From the ArcaMax Publishing, Health & Fitness Newsletter:
http://www.arcamax.com/news/healthtips/s-572022-109424
BOSTON (UPI) -- Higher selenium levels in the blood may worsen
prostate cancer in some men who have the disease, U.S. researchers
said.
Researchers at Dana-Farber Cancer Institute in Boston and the
University of California, San Francisco, said a higher risk of
more-aggressive prostate cancer was seen in men with a certain genetic
variant found in about 75 percent of the prostate cancer patients in
the study.
In those subjects, having a high level of selenium in the blood was
associated with a two-fold greater risk of poorer outcomes than among
men with the lowest amounts of selenium.
In contrast, the 25 percent of men with a different variant of the
same gene and who had high selenium levels were at 40 percent lower
risk of aggressive disease.
The variants are slightly different forms of a gene that instructs
cells to make manganese superoxide dismutase, an enzyme that protects
the body against harmful oxygen compounds, the researchers said.
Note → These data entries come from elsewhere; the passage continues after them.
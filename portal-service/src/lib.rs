pub mod config;
pub mod db;
pub mod dtos;
pub mod handlers;
pub mod models;
pub mod services;
pub mod utils;

use service_core::axum::{
    middleware::{from_fn, from_fn_with_state},
    routing::{get, patch, post},
    Router,
};
use service_core::middleware::{
    rate_limit::ip_rate_limit_middleware, security_headers::security_headers_middleware,
    tracing::request_id_middleware,
};
use tower_http::{cors::CorsLayer, trace::TraceLayer};
use utoipa::OpenApi;
use utoipa_swagger_ui::SwaggerUi;

use crate::config::PortalConfig;
use crate::services::{AllowlistService, Database, EmailProvider, PortalAuthService};
use service_core::error::AppError;
use std::sync::Arc;

#[derive(OpenApi)]
#[openapi(
    paths(
        handlers::health::health_check,
        handlers::portal::magic_link::send_magic_link,
        handlers::portal::session::validate_token,
        handlers::portal::session::validate_session,
        handlers::portal::session::refresh_session,
        handlers::portal::password::setup_password,
        handlers::portal::password::verify_password,
        handlers::portal::lookup::check_portal,
        handlers::portal::lookup::client_slug,
        handlers::portal::members::add_members,
        handlers::portal::members::list_members,
        handlers::portal::members::update_member_role,
        handlers::portal::members::remove_member,
    ),
    components(
        schemas(
            dtos::ErrorResponse,
            dtos::portal::MagicLinkRequest,
            dtos::portal::MagicLinkResponse,
            dtos::portal::MemberIdentity,
            dtos::portal::ValidateTokenRequest,
            dtos::portal::SessionResponse,
            dtos::portal::ValidateSessionRequest,
            dtos::portal::SessionIdentityResponse,
            dtos::portal::RefreshSessionRequest,
            dtos::portal::SetupPasswordRequest,
            dtos::portal::VerifyPasswordRequest,
            dtos::portal::VerifyPasswordResponse,
            dtos::portal::CheckPortalRequest,
            dtos::portal::CheckPortalResponse,
            dtos::portal::ClientSlugRequest,
            dtos::portal::MemberLocationResponse,
            dtos::portal::NewMember,
            dtos::portal::AddMembersRequest,
            dtos::portal::AddMembersResponse,
            dtos::portal::UpdateMemberRoleRequest,
            dtos::portal::MemberSummary,
            dtos::portal::MembersListResponse,
            models::MemberRole,
        )
    ),
    tags(
        (name = "Portal Auth", description = "Magic link and session authentication"),
        (name = "Portal Lookup", description = "Slug resolution for portal frontends"),
        (name = "Portal Members", description = "Allowlist management"),
        (name = "Health", description = "Service health"),
    )
)]
pub struct ApiDoc;

#[derive(Clone)]
pub struct AppState {
    pub config: PortalConfig,
    pub db: Database,
    pub email: Arc<dyn EmailProvider>,
    pub portal_auth: PortalAuthService,
    pub allowlist: AllowlistService,
    pub magic_link_rate_limiter: service_core::middleware::rate_limit::IpRateLimiter,
    pub ip_rate_limiter: service_core::middleware::rate_limit::IpRateLimiter,
}

pub async fn build_router(state: AppState) -> Result<Router, AppError> {
    // Magic link issuance is the abuse magnet; it gets its own tighter limit
    let magic_link_limiter = state.magic_link_rate_limiter.clone();
    let magic_link_route = Router::new()
        .route(
            "/portal/magic-link",
            post(handlers::portal::magic_link::send_magic_link),
        )
        .layer(from_fn_with_state(
            magic_link_limiter,
            ip_rate_limit_middleware,
        ));

    let ip_limiter = state.ip_rate_limiter.clone();

    let mut app = Router::new().route("/health", get(handlers::health::health_check));

    let swagger_enabled = match state.config.environment {
        crate::config::Environment::Dev => true,
        crate::config::Environment::Prod => {
            state.config.swagger.enabled == crate::config::SwaggerMode::Public
        }
    };

    if swagger_enabled {
        app =
            app.merge(SwaggerUi::new("/docs").url("/.well-known/openapi.json", ApiDoc::openapi()));
    } else {
        app = app.route(
            "/.well-known/openapi.json",
            get(|| async { service_core::axum::Json(ApiDoc::openapi()) }),
        );
    }

    let app = app
        .merge(magic_link_route)
        .route(
            "/portal/validate-token",
            post(handlers::portal::session::validate_token),
        )
        .route(
            "/portal/validate-session",
            post(handlers::portal::session::validate_session),
        )
        .route(
            "/portal/refresh-session",
            post(handlers::portal::session::refresh_session),
        )
        .route(
            "/portal/setup-password",
            post(handlers::portal::password::setup_password),
        )
        .route(
            "/portal/verify-password",
            post(handlers::portal::password::verify_password),
        )
        .route("/portal/check", post(handlers::portal::lookup::check_portal))
        .route(
            "/portal/client-slug",
            post(handlers::portal::lookup::client_slug),
        )
        .route("/portal/members", post(handlers::portal::members::add_members))
        .route(
            "/portal/clients/:client_id/members",
            get(handlers::portal::members::list_members),
        )
        .route(
            "/portal/members/:member_id",
            patch(handlers::portal::members::update_member_role)
                .delete(handlers::portal::members::remove_member),
        )
        .with_state(state.clone())
        // Global IP rate limiting
        .layer(from_fn_with_state(ip_limiter, ip_rate_limit_middleware))
        // Add tracing layer
        .layer(TraceLayer::new_for_http().make_span_with(
            |request: &service_core::axum::http::Request<_>| {
                let request_id = request
                    .headers()
                    .get("x-request-id")
                    .and_then(|value| value.to_str().ok())
                    .unwrap_or("-");

                tracing::info_span!(
                    "http_request",
                    request_id = %request_id,
                    method = %request.method(),
                    uri = %request.uri(),
                    version = ?request.version(),
                )
            },
        ))
        // Add tracing middleware for request_id
        .layer(from_fn(request_id_middleware))
        // Add security headers middleware
        .layer(from_fn(security_headers_middleware))
        // Add CORS layer
        .layer(
            CorsLayer::new()
                .allow_origin(
                    state
                        .config
                        .security
                        .allowed_origins
                        .iter()
                        .map(|o| {
                            o.parse::<service_core::axum::http::HeaderValue>()
                                .unwrap_or_else(|e| {
                                    tracing::error!(
                                        "Invalid CORS origin '{}': {}. Using fallback.",
                                        o,
                                        e
                                    );
                                    service_core::axum::http::HeaderValue::from_static("*")
                                })
                        })
                        .collect::<Vec<service_core::axum::http::HeaderValue>>(),
                )
                .allow_methods([
                    service_core::axum::http::Method::GET,
                    service_core::axum::http::Method::POST,
                    service_core::axum::http::Method::PATCH,
                    service_core::axum::http::Method::DELETE,
                    service_core::axum::http::Method::OPTIONS,
                ])
                .allow_headers([
                    service_core::axum::http::header::AUTHORIZATION,
                    service_core::axum::http::header::CONTENT_TYPE,
                    service_core::axum::http::header::HeaderName::from_static("x-request-id"),
                ]),
        );

    Ok(app)
}
//! Allowlist management: who may enter which portal, and as what.

use uuid::Uuid;
use validator::ValidateEmail;

use crate::dtos::portal::NewMember;
use crate::models::{AllowlistMember, Client, MemberRole};

use super::slug::normalize_slug;
use super::{Database, ServiceError, SlugResolver};

#[derive(Clone)]
pub struct AllowlistService {
    db: Database,
    resolver: SlugResolver,
}

impl AllowlistService {
    pub fn new(db: Database, resolver: SlugResolver) -> Self {
        Self { db, resolver }
    }

    /// Add members to a client's portal. Rows with a malformed email or an
    /// empty name are skipped rather than failing the batch; duplicates are
    /// refreshed and reactivated. Returns how many entries were written.
    pub async fn add_members(
        &self,
        company_slug: &str,
        client_id: Uuid,
        members: Vec<NewMember>,
    ) -> Result<usize, ServiceError> {
        let account_id = self.resolver.resolve_account(company_slug).await?;
        let client = self
            .db
            .find_client_in_account(client_id, account_id)
            .await?
            .ok_or(ServiceError::ClientNotFound)?;

        let company_slug = normalize_slug(company_slug);
        let client_slug = normalize_slug(&client.slug_source());

        let valid: Vec<NewMember> = members
            .into_iter()
            .filter(|m| m.email.trim().validate_email() && !m.name.trim().is_empty())
            .collect();

        if valid.is_empty() {
            return Err(ServiceError::NoValidMembers);
        }

        let mut added = 0;
        for new_member in valid {
            let member = AllowlistMember::new(
                account_id,
                client_id,
                company_slug.clone(),
                client_slug.clone(),
                new_member.email,
                new_member.name,
                new_member.role.unwrap_or(MemberRole::Viewer),
            );
            self.db.upsert_member(&member).await?;
            added += 1;
        }

        tracing::info!(
            client_id = %client_id,
            added_count = added,
            "Allowlist members added"
        );

        Ok(added)
    }

    /// List every allowlist entry for a client, active and inactive, with
    /// the owning client so callers can flag the main contact.
    pub async fn list_members(
        &self,
        company_slug: &str,
        client_id: Uuid,
    ) -> Result<(Client, Vec<AllowlistMember>), ServiceError> {
        let account_id = self.resolver.resolve_account(company_slug).await?;
        let client = self
            .db
            .find_client_in_account(client_id, account_id)
            .await?
            .ok_or(ServiceError::ClientNotFound)?;

        let members = self.db.list_members_for_client(account_id, client_id).await?;
        Ok((client, members))
    }

    /// Soft-delete a member. The main client contact (allowlist email equal
    /// to the client record's email) can never be removed.
    pub async fn remove_member(
        &self,
        company_slug: &str,
        member_id: Uuid,
    ) -> Result<(), ServiceError> {
        let account_id = self.resolver.resolve_account(company_slug).await?;
        let member = self
            .db
            .find_member_by_id(account_id, member_id)
            .await?
            .ok_or(ServiceError::MemberNotFound)?;

        let client = self
            .db
            .find_client_in_account(member.client_id, account_id)
            .await?
            .ok_or(ServiceError::ClientNotFound)?;

        if member.is_main_client(&client.email) {
            return Err(ServiceError::ProtectedMember);
        }

        self.db.deactivate_member(account_id, member_id).await?;

        tracing::info!(member_id = %member_id, "Allowlist member deactivated");
        Ok(())
    }

    pub async fn update_member_role(
        &self,
        company_slug: &str,
        member_id: Uuid,
        role: MemberRole,
    ) -> Result<(), ServiceError> {
        let account_id = self.resolver.resolve_account(company_slug).await?;
        let updated = self
            .db
            .update_member_role(account_id, member_id, role.as_str())
            .await?;

        if updated == 0 {
            return Err(ServiceError::MemberNotFound);
        }

        tracing::info!(member_id = %member_id, role = role.as_str(), "Member role updated");
        Ok(())
    }
}
//! Magic link token model - short-lived passwordless login credentials.

use chrono::{DateTime, Duration, Utc};
use sqlx::FromRow;
use uuid::Uuid;

/// Magic link token entity. Only the SHA-256 hash of the raw token is
/// stored. Tokens stay redeemable until expiry: `used_utc` records first use
/// for support tooling but has no bearing on validity.
#[derive(Debug, Clone, FromRow)]
pub struct MagicLinkToken {
    pub token_id: Uuid,
    pub account_id: Uuid,
    pub email: String,
    pub client_slug: String,
    pub token_hash: String,
    pub expiry_utc: DateTime<Utc>,
    pub used_utc: Option<DateTime<Utc>>,
    pub created_utc: DateTime<Utc>,
}

impl MagicLinkToken {
    pub fn new(
        account_id: Uuid,
        email: String,
        client_slug: String,
        token_hash: String,
        ttl_minutes: i64,
    ) -> Self {
        Self {
            token_id: Uuid::new_v4(),
            account_id,
            email: email.trim().to_lowercase(),
            client_slug,
            token_hash,
            expiry_utc: Utc::now() + Duration::minutes(ttl_minutes),
            used_utc: None,
            created_utc: Utc::now(),
        }
    }

    pub fn is_expired(&self) -> bool {
        Utc::now() > self.expiry_utc
    }
}
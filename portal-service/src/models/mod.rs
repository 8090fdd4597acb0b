pub mod account;
pub mod client;
pub mod client_session;
pub mod magic_link_token;
pub mod member;

pub use account::{Account, Profile};
pub use client::Client;
pub use client_session::ClientSession;
pub use magic_link_token::MagicLinkToken;
pub use member::{AllowlistMember, MemberRole};
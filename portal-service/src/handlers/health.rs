use service_core::{
    axum::{extract::State, http::StatusCode, response::IntoResponse, Json},
    error::AppError,
};

use crate::AppState;

/// Health check
#[utoipa::path(
    get,
    path = "/health",
    responses(
        (status = 200, description = "Service is healthy"),
        (status = 500, description = "Database unreachable", body = ErrorResponse)
    ),
    tag = "Health"
)]
pub async fn health_check(State(state): State<AppState>) -> Result<impl IntoResponse, AppError> {
    state
        .db
        .health_check()
        .await
        .map_err(|e| AppError::DatabaseError(anyhow::Error::new(e)))?;

    Ok((
        StatusCode::OK,
        Json(serde_json::json!({
            "status": "healthy",
            "service": "portal-service"
        })),
    ))
}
The findings suggest that "if you already have prostate cancer, it may
be a bad thing to take selenium," senior author Dr. Philip Kantoff,
director of Dana-Farber's Lank Center for Genitourinary Oncology, said
in a statement.
Supplements of selenium have been sold and promoted as a means of
preventing prostate cancer -- largely based on observational studies
that found higher risk of prostate cancer incidence and mortality in
areas of the country that are naturally low in selenium, Kantoff said.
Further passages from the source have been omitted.